Task requirements – Please work out how many lines in the records below include the word "WeatherError", and reply with that number only.

Data –
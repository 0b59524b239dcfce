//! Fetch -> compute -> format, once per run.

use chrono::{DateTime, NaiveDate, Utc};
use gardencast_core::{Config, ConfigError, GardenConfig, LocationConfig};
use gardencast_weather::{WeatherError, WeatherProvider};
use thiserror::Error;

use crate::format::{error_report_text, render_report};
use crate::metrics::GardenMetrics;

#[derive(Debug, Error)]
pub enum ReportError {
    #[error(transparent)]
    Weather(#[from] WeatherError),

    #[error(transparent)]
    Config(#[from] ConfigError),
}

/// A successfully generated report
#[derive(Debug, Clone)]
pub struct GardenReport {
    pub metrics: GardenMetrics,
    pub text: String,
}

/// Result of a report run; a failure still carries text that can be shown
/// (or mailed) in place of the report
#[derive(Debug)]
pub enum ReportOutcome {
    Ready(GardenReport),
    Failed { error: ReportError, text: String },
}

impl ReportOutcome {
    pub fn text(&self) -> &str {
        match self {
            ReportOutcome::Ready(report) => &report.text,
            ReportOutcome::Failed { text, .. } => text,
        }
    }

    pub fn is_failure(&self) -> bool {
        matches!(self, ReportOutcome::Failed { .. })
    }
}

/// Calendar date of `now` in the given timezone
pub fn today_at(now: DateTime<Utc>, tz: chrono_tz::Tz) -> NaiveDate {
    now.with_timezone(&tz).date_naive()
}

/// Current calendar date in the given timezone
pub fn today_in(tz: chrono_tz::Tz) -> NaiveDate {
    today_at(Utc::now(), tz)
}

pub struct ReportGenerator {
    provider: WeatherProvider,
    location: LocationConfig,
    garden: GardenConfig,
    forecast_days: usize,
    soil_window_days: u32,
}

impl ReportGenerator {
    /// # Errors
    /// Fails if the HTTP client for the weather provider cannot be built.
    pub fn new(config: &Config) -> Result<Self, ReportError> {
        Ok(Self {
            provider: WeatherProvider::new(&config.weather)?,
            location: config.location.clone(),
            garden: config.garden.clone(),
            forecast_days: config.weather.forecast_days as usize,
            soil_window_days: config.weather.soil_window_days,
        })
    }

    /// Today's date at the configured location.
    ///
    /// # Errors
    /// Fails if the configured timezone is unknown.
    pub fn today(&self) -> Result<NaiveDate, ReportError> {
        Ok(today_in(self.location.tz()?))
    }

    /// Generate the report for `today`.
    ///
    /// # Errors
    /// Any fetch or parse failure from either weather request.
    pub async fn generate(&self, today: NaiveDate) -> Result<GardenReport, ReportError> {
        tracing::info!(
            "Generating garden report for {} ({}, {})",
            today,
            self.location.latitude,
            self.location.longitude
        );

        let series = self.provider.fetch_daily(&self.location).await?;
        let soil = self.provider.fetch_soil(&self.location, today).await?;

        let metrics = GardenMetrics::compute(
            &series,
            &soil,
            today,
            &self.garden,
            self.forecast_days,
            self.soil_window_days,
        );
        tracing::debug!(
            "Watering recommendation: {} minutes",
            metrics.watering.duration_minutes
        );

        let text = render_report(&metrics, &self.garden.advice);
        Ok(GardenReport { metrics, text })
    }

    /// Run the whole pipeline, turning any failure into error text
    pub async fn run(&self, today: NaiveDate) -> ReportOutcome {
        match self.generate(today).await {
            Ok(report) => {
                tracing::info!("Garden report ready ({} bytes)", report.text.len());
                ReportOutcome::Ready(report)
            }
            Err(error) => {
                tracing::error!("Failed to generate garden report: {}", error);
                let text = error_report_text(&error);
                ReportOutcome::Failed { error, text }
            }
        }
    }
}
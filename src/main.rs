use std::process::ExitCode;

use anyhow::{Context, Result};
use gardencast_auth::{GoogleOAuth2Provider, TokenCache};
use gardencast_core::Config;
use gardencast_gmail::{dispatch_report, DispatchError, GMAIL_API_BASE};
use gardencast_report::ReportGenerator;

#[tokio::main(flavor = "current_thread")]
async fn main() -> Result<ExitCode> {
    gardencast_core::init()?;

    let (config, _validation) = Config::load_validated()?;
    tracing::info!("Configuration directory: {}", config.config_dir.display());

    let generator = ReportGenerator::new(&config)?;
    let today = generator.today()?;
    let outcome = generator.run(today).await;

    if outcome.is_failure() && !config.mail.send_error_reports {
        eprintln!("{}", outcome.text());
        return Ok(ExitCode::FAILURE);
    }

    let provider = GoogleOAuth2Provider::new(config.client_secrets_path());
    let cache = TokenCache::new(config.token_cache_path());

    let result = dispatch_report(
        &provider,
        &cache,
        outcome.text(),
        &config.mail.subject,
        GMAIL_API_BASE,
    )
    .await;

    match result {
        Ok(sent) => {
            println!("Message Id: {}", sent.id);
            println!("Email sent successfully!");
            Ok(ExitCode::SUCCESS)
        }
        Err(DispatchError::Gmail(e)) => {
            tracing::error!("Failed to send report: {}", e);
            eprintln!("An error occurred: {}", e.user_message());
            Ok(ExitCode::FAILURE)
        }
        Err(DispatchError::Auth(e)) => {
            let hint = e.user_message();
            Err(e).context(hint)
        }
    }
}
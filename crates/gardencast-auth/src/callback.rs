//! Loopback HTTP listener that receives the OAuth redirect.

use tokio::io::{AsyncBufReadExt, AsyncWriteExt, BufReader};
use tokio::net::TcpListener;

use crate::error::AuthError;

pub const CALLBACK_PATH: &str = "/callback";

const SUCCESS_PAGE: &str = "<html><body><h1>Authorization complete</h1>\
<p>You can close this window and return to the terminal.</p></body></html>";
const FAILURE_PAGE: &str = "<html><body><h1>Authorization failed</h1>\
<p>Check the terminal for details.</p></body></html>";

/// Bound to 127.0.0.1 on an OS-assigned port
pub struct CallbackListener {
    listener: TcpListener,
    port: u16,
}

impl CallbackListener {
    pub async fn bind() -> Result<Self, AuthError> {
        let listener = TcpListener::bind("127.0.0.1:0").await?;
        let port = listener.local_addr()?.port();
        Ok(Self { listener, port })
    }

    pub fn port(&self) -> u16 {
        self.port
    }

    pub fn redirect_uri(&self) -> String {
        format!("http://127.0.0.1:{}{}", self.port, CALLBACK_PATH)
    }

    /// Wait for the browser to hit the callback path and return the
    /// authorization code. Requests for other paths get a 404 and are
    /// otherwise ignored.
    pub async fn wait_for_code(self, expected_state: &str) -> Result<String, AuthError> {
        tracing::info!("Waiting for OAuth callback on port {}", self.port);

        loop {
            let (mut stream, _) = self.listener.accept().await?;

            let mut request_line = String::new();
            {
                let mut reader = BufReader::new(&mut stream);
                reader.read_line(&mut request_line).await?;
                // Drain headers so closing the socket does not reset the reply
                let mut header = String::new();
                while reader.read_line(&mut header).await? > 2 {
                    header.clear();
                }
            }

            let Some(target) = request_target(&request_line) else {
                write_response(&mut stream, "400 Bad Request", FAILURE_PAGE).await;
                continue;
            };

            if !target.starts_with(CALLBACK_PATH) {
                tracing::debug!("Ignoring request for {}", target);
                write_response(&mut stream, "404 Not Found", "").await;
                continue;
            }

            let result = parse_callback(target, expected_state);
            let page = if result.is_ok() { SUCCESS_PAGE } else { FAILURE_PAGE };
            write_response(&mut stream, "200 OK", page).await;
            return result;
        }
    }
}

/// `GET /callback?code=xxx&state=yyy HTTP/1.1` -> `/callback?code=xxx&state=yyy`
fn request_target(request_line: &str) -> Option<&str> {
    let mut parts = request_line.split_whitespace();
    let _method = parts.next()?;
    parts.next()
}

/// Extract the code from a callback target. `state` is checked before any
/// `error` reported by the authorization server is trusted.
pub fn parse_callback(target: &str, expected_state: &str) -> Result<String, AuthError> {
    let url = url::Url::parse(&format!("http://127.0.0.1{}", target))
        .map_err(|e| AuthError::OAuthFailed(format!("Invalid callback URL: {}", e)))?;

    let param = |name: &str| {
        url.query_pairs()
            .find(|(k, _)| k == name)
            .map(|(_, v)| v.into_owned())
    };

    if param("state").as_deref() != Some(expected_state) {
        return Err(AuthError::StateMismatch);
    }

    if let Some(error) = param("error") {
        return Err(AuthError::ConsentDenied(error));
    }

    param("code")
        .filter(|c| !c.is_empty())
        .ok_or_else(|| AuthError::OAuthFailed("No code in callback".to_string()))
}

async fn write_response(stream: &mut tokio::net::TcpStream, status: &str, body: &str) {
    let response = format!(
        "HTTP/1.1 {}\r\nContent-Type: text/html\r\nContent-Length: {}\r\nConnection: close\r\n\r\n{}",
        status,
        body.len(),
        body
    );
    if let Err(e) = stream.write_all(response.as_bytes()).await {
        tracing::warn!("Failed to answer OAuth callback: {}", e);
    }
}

Answer area – 2